July 21, 2010

Baby Boo and the Canyonlands Motel

By Katitude ©2010

You can always tell the people who have never really "ridden off into the sunset." They're the ones who still think it's romantic.

The reality is anything but romantic. The sun is blazing into your eyes, and no matter how you squint, you can't really see what's up ahead. You can feel the mother of all headaches begin to take up residence between your temples. You're hot. You're tired, and tired of being on the road. You're hoping that a decent motel will magically appear over the horizon, one with air conditioning and a mini bar. And you discover that hell is an empty, westward highway that never ends.

That is where I was late one August day. Keith and I been riding since the morning, through a desert heat that we were not used to. We were both dehydrated and tired. Monument Valley was visually dramatic in the late afternoon sunshine, but the view was not enough to stop me from wishing I'd forced a stop in Mexican Hat, Utah, a half hour before. We hadn't seen another vehicle on the road and I figured we were about halfway between Mexican Hat and Kayenta, quite literally in the middle of nowhere.

I looked in my rear view mirror and saw a view I had to photograph. Keith was ahead of me and I knew he wouldn't be happy about a delay, but I pulled over anyway. I watched him ride off, taking the camera gear with him. While I waited for him to notice I wasn't there anymore, I took the water bottle out of my pack and took a long swig of the tepid water that did nothing to wash away the bright metallic taste of the heat and the dust.

The look on Keith's face as he pulled off his helmet matched the tone of his voice as he said, "What now?" I gestured back the way that we had came, at what I had seen in the mirror.

"I need to take a photo."

He looked the view, really looked at the vivid red desert bisected by new blacktop so straight that it seemed like it went through the distant red cliff rather than curve around it. He saw the same thing I did, and handed me the camera. He smiled and said, "Good eye. I'd have missed that one."


He gave me some hints on composition, and we talked sporadically while I aimed the camera at the scenes around me.

"I'm about done with this", he said as I sat in the middle of the road, focusing on the distant hills. I pressed the shutter button twice before I answered.

"Yeah, me too. Where do suppose we are?"

Keith helped me up and took the camera to take some shots of the dusty bikes in that golden sunshine.

"Middle. Of. Nowhere."

"Literally. What do you figure, we're about halfway to the next town?"

"I guess. The question now, " he said as he put the camera away, "is do we go on? Or do we go back?"

I remembered the two-story hotel I had seen beside the river in Mexican Hat, the one with the all-important air-conditioning grills under each of the windows that overlooked the San Juan River. I mentioned it to Keith and added, "Plus, we'll have the sun at our backs for the half hour, rather than it glaring in our eyes."

"Sold. Let's go."

The ride back seemed quicker, as it always does when you know that the end is in sight. We pulled into the hotel's courtyard and smiled at each other in relief as we walked into the office. An older woman with long white hair, wearing a white t-shirt over an ankle length red peasant skirt, smiled at us and gently explained that there was no vacancy, hadn't we seen the sign?
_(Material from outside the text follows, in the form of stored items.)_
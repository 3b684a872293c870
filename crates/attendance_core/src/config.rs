//! Runtime configuration, loaded with `confique`.
//!
//! Resolution order, highest first:
//! 1. Environment variables (`ATTENDANCE_BACKEND`, `ATTENDANCE_DATA_DIR`, ...).
//! 2. The TOML file passed to [`AttendanceConfig::load`], when it exists.
//! 3. Compiled defaults.
//!
//! | Key | Default | Description |
//! |-----|---------|-------------|
//! | `backend` | `sqlite` | `sqlite`, `memory` or `json` |
//! | `data_dir` | `attendance-data` | Directory for the database or JSON files |
//! | `allow_duplicate_daily_attendance` | `true` | `false` replaces a student's same-day records |
//! | `log_level` | build default | `trace`, `debug`, `info`, `warn`, `error` |
//! | `log_dir` | unset | Rolling log directory; logging is off when unset |

use crate::service::attendance_service::DailyAttendancePolicy;
use confique::Config;
use serde::{Deserialize, Deserializer, Serialize};
use std::fmt::{Display, Formatter};
use std::path::{Path, PathBuf};
use std::str::FromStr;

pub const CONFIG_FILE_NAME: &str = "attendance.toml";
pub const SQLITE_FILE_NAME: &str = "attendance.sqlite3";

/// Which persistence backend the facade opens.
#[derive(Debug, Clone, Copy, Default, PartialEq, Eq, Serialize)]
#[serde(rename_all = "lowercase")]
pub enum StoreBackend {
    #[default]
    Sqlite,
    Memory,
    Json,
}

impl StoreBackend {
    pub fn as_str(self) -> &'static str {
        match self {
            Self::Sqlite => "sqlite",
            Self::Memory => "memory",
            Self::Json => "json",
        }
    }
}

impl Display for StoreBackend {
    fn fmt(&self, f: &mut Formatter<'_>) -> std::fmt::Result {
        f.write_str(self.as_str())
    }
}

impl FromStr for StoreBackend {
    type Err = String;

    fn from_str(value: &str) -> Result<Self, Self::Err> {
        match value.trim().to_ascii_lowercase().as_str() {
            "sqlite" => Ok(Self::Sqlite),
            "memory" => Ok(Self::Memory),
            "json" => Ok(Self::Json),
            other => Err(format!(
                "unsupported backend `{other}`; expected sqlite|memory|json"
            )),
        }
    }
}

// Parsed from a plain string so env values, TOML and defaults share one path.
impl<'de> Deserialize<'de> for StoreBackend {
    fn deserialize<D: Deserializer<'de>>(deserializer: D) -> Result<Self, D::Error> {
        let raw = String::deserialize(deserializer)?;
        raw.parse().map_err(serde::de::Error::custom)
    }
}

#[derive(Config, Serialize, Deserialize, Debug, Clone, PartialEq, Eq)]
pub struct AttendanceConfig {
    /// Storage backend.
    #[config(env = "ATTENDANCE_BACKEND", default = "sqlite")]
    pub backend: StoreBackend,

    /// Directory holding `attendance.sqlite3` or the JSON collections.
    #[config(env = "ATTENDANCE_DATA_DIR", default = "attendance-data")]
    pub data_dir: PathBuf,

    /// When false, marking attendance replaces the student's records for
    /// that day instead of appending another one.
    #[config(env = "ATTENDANCE_ALLOW_DUPLICATE_DAILY", default = true)]
    pub allow_duplicate_daily_attendance: bool,

    #[config(env = "ATTENDANCE_LOG_LEVEL")]
    pub log_level: Option<String>,

    #[config(env = "ATTENDANCE_LOG_DIR")]
    pub log_dir: Option<PathBuf>,
}

impl Default for AttendanceConfig {
    fn default() -> Self {
        Self {
            backend: StoreBackend::Sqlite,
            data_dir: PathBuf::from("attendance-data"),
            allow_duplicate_daily_attendance: true,
            log_level: None,
            log_dir: None,
        }
    }
}

impl AttendanceConfig {
    /// Loads environment overrides on top of an optional TOML file.
    ///
    /// A missing file is not an error; defaults apply.
    pub fn load(file: Option<&Path>) -> Result<Self, confique::Error> {
        let mut builder = Self::builder().env();
        if let Some(path) = file {
            builder = builder.file(path);
        }
        builder.load()
    }

    pub fn sqlite_path(&self) -> PathBuf {
        self.data_dir.join(SQLITE_FILE_NAME)
    }

    pub fn daily_policy(&self) -> DailyAttendancePolicy {
        if self.allow_duplicate_daily_attendance {
            DailyAttendancePolicy::Append
        } else {
            DailyAttendancePolicy::ReplaceExisting
        }
    }
}

#[cfg(test)]
mod tests {
    use super::*;

    #[test]
    fn default_config_uses_sqlite_and_append() {
        let config = AttendanceConfig::default();
        assert_eq!(config.backend, StoreBackend::Sqlite);
        assert_eq!(config.daily_policy(), DailyAttendancePolicy::Append);
        assert_eq!(
            config.sqlite_path(),
            PathBuf::from("attendance-data").join("attendance.sqlite3")
        );
    }

    #[test]
    fn disallowing_duplicates_selects_replace_policy() {
        let config = AttendanceConfig {
            allow_duplicate_daily_attendance: false,
            ..Default::default()
        };
        assert_eq!(config.daily_policy(), DailyAttendancePolicy::ReplaceExisting);
    }

    #[test]
    fn backend_parses_case_insensitively() {
        assert_eq!("JSON".parse::<StoreBackend>().unwrap(), StoreBackend::Json);
        assert_eq!(" memory ".parse::<StoreBackend>().unwrap(), StoreBackend::Memory);
        assert!("mongo".parse::<StoreBackend>().is_err());
    }

    #[test]
    fn load_reads_toml_file() {
        let dir = tempfile::tempdir().unwrap();
        let path = dir.path().join(CONFIG_FILE_NAME);
        std::fs::write(
            &path,
            "backend = \"json\"\ndata_dir = \"/var/lib/attendance\"\nallow_duplicate_daily_attendance = false\n",
        )
        .unwrap();

        let config = AttendanceConfig::load(Some(&path)).unwrap();
        assert_eq!(config.backend, StoreBackend::Json);
        assert_eq!(config.data_dir, PathBuf::from("/var/lib/attendance"));
        assert!(!config.allow_duplicate_daily_attendance);
    }
}
//! Persistence adapter contract and its interchangeable backends.
//!
//! # Responsibility
//! - Define the single read/write contract every backend satisfies.
//! - Select and open the backend named by configuration.
//!
//! # Invariants
//! - Deleting a student removes that student's attendance in every backend.
//! - Absentee queries drop attendance whose student no longer exists.
//! - "Nothing found" is an empty result or `false`, never an error.
//! - Rosters are returned in `roster_order`; absentees in `absentee_order`.

use crate::config::{AttendanceConfig, StoreBackend};
use crate::db::DbError;
use crate::model::attendance::{Attendance, AttendanceId, AttendanceWithStudent, NewAttendance};
use crate::model::day::DayRange;
use crate::model::student::{NewStudent, Student, StudentId};
use chrono::NaiveDate;
use log::info;
use std::error::Error;
use std::fmt::{Display, Formatter};
use std::path::PathBuf;

pub mod json_store;
pub mod memory_store;
pub mod sqlite_store;

pub use json_store::JsonFileStore;
pub use memory_store::InMemoryStore;
pub use sqlite_store::SqliteAttendanceStore;

pub type StoreResult<T> = Result<T, StoreError>;

/// Backend failure raised by a store, with the original detail kept.
#[derive(Debug)]
pub enum StoreError {
    Db(DbError),
    Io {
        path: PathBuf,
        source: std::io::Error,
    },
    Json {
        path: PathBuf,
        source: serde_json::Error,
    },
    /// Persisted state that cannot be decoded into the model.
    InvalidData(String),
    UninitializedConnection {
        expected_version: u32,
        actual_version: u32,
    },
    MissingRequiredTable(&'static str),
}

impl Display for StoreError {
    fn fmt(&self, f: &mut Formatter<'_>) -> std::fmt::Result {
        match self {
            Self::Db(err) => write!(f, "{err}"),
            Self::Io { path, source } => write!(f, "i/o error on `{}`: {source}", path.display()),
            Self::Json { path, source } => {
                write!(f, "malformed store file `{}`: {source}", path.display())
            }
            Self::InvalidData(message) => write!(f, "invalid persisted data: {message}"),
            Self::UninitializedConnection {
                expected_version,
                actual_version,
            } => write!(
                f,
                "connection is not migrated: expected schema version {expected_version}, found {actual_version}"
            ),
            Self::MissingRequiredTable(table) => write!(f, "missing required table `{table}`"),
        }
    }
}

impl Error for StoreError {
    fn source(&self) -> Option<&(dyn Error + 'static)> {
        match self {
            Self::Db(err) => Some(err),
            Self::Io { source, .. } => Some(source),
            Self::Json { source, .. } => Some(source),
            Self::InvalidData(_)
            | Self::UninitializedConnection { .. }
            | Self::MissingRequiredTable(_) => None,
        }
    }
}

impl From<DbError> for StoreError {
    fn from(value: DbError) -> Self {
        Self::Db(value)
    }
}

impl From<rusqlite::Error> for StoreError {
    fn from(value: rusqlite::Error) -> Self {
        Self::Db(DbError::Sqlite(value))
    }
}

/// Storage contract shared by the SQLite, in-memory and JSON-file backends.
pub trait AttendanceStore {
    /// All students in roster order.
    fn list_students(&self) -> StoreResult<Vec<Student>>;

    fn get_student(&self, id: StudentId) -> StoreResult<Option<Student>>;

    /// Persists a candidate and returns it with a fresh identity.
    ///
    /// Roll numbers are not checked for uniqueness.
    fn create_student(&self, candidate: &NewStudent) -> StoreResult<Student>;

    /// Removes a student and cascades to its attendance.
    ///
    /// Returns `false` when no student had that id.
    fn delete_student(&self, id: StudentId) -> StoreResult<bool>;

    fn create_attendance(&self, candidate: &NewAttendance) -> StoreResult<Attendance>;

    /// One student's records whose date falls inside `range`.
    fn attendance_for_student(
        &self,
        student_id: StudentId,
        range: &DayRange,
    ) -> StoreResult<Vec<Attendance>>;

    fn delete_attendance(&self, id: AttendanceId) -> StoreResult<bool>;

    /// Absent records inside the local day window of `day`, joined to
    /// their students.
    fn query_absentees(&self, day: NaiveDate) -> StoreResult<Vec<AttendanceWithStudent>>;

    /// Writes any buffered state; called on teardown.
    fn flush(&self) -> StoreResult<()> {
        Ok(())
    }
}

impl<S: AttendanceStore + ?Sized> AttendanceStore for &S {
    fn list_students(&self) -> StoreResult<Vec<Student>> {
        (**self).list_students()
    }

    fn get_student(&self, id: StudentId) -> StoreResult<Option<Student>> {
        (**self).get_student(id)
    }

    fn create_student(&self, candidate: &NewStudent) -> StoreResult<Student> {
        (**self).create_student(candidate)
    }

    fn delete_student(&self, id: StudentId) -> StoreResult<bool> {
        (**self).delete_student(id)
    }

    fn create_attendance(&self, candidate: &NewAttendance) -> StoreResult<Attendance> {
        (**self).create_attendance(candidate)
    }

    fn attendance_for_student(
        &self,
        student_id: StudentId,
        range: &DayRange,
    ) -> StoreResult<Vec<Attendance>> {
        (**self).attendance_for_student(student_id, range)
    }

    fn delete_attendance(&self, id: AttendanceId) -> StoreResult<bool> {
        (**self).delete_attendance(id)
    }

    fn query_absentees(&self, day: NaiveDate) -> StoreResult<Vec<AttendanceWithStudent>> {
        (**self).query_absentees(day)
    }

    fn flush(&self) -> StoreResult<()> {
        (**self).flush()
    }
}

impl<S: AttendanceStore + ?Sized> AttendanceStore for Box<S> {
    fn list_students(&self) -> StoreResult<Vec<Student>> {
        (**self).list_students()
    }

    fn get_student(&self, id: StudentId) -> StoreResult<Option<Student>> {
        (**self).get_student(id)
    }

    fn create_student(&self, candidate: &NewStudent) -> StoreResult<Student> {
        (**self).create_student(candidate)
    }

    fn delete_student(&self, id: StudentId) -> StoreResult<bool> {
        (**self).delete_student(id)
    }

    fn create_attendance(&self, candidate: &NewAttendance) -> StoreResult<Attendance> {
        (**self).create_attendance(candidate)
    }

    fn attendance_for_student(
        &self,
        student_id: StudentId,
        range: &DayRange,
    ) -> StoreResult<Vec<Attendance>> {
        (**self).attendance_for_student(student_id, range)
    }

    fn delete_attendance(&self, id: AttendanceId) -> StoreResult<bool> {
        (**self).delete_attendance(id)
    }

    fn query_absentees(&self, day: NaiveDate) -> StoreResult<Vec<AttendanceWithStudent>> {
        (**self).query_absentees(day)
    }

    fn flush(&self) -> StoreResult<()> {
        (**self).flush()
    }
}

/// Opens the backend selected by `config`.
///
/// # Side effects
/// - Creates `config.data_dir` for the file-backed backends.
pub fn open_configured_store(config: &AttendanceConfig) -> StoreResult<Box<dyn AttendanceStore>> {
    info!(
        "event=store_open module=store status=start backend={}",
        config.backend.as_str()
    );

    let store: Box<dyn AttendanceStore> = match config.backend {
        StoreBackend::Memory => Box::new(InMemoryStore::new()),
        StoreBackend::Json => Box::new(JsonFileStore::open(&config.data_dir)?),
        StoreBackend::Sqlite => {
            std::fs::create_dir_all(&config.data_dir).map_err(|source| StoreError::Io {
                path: config.data_dir.clone(),
                source,
            })?;
            Box::new(SqliteAttendanceStore::open(config.sqlite_path())?)
        }
    };

    info!(
        "event=store_open module=store status=ok backend={}",
        config.backend.as_str()
    );
    Ok(store)
}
I know I blinked in surprise. No vacancy? WTF does that mean? It took me a second to remember that it meant no room at the inn. In all of our travels over the previous years, we had never encountered No Vacancy in any of the budget or mom and pop motels we tend to frequent. There was always room and we had grown complacent.

The wind had been knocked out of my sails, but Keith still had the presence of mind to ask her if she could recommend another hotel in town, someplace clean and cheap.

"Go to the Canyonlands Motel. It's up the hill on the left, beside the gas station. Don't even bother with the other ones, they're crap."

Off we went, up the hill and turned left into an uneven gravel parking lot. The Canyonlands Motel looked pretty dismal, with cracked stucco around each door and a broken neon sign that now only said "Budget Rat s."

"Well, this is special." I muttered to Keith as we headed to the office after making sure that the NO part of NO VACANCY was unlit on both sides of the sign.

“At least it will be cheap," he replied. He really is a most frugal man.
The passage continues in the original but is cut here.